Aim of the task:
The entries below contain a line with "platform data location." and a line with "data directory conventions.". Quote exactly those two lines and all lines between them.

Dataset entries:
##########

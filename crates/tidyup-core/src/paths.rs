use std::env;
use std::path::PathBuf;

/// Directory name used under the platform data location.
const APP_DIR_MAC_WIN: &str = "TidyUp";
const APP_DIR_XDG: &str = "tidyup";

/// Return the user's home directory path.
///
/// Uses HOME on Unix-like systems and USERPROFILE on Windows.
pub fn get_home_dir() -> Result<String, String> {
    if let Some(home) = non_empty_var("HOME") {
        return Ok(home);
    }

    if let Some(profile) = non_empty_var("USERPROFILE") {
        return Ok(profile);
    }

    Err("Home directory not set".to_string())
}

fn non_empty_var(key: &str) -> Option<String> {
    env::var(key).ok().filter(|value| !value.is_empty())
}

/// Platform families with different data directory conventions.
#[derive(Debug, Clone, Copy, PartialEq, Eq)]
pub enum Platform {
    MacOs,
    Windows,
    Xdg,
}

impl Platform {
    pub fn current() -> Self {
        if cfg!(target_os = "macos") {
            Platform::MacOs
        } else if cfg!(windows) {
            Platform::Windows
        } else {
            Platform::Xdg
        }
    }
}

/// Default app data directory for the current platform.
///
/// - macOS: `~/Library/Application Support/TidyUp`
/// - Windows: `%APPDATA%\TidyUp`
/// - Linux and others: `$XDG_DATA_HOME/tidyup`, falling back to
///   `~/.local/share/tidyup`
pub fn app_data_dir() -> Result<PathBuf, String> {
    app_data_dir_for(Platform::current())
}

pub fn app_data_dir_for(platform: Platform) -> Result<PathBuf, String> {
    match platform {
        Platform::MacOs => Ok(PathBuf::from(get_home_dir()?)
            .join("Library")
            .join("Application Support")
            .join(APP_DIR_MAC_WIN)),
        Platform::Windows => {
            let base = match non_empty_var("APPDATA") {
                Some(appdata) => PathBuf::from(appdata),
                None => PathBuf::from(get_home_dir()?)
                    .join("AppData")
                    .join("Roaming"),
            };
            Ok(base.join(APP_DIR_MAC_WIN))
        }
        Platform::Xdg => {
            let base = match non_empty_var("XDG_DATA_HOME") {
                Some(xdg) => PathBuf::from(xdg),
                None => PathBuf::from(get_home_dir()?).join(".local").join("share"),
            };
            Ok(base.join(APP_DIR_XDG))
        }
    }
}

##########

Response for this exercise:
/// Directory name used under the platform data location.
const APP_DIR_MAC_WIN: &str = "TidyUp";
const APP_DIR_XDG: &str = "tidyup";

/// Return the user's home directory path.
///
/// Uses HOME on Unix-like systems and USERPROFILE on Windows.
pub fn get_home_dir() -> Result<String, String> {
    if let Some(home) = non_empty_var("HOME") {
        return Ok(home);
    }

    if let Some(profile) = non_empty_var("USERPROFILE") {
        return Ok(profile);
    }

    Err("Home directory not set".to_string())
}

fn non_empty_var(key: &str) -> Option<String> {
    env::var(key).ok().filter(|value| !value.is_empty())
}

/// Platform families with different data directory conventions.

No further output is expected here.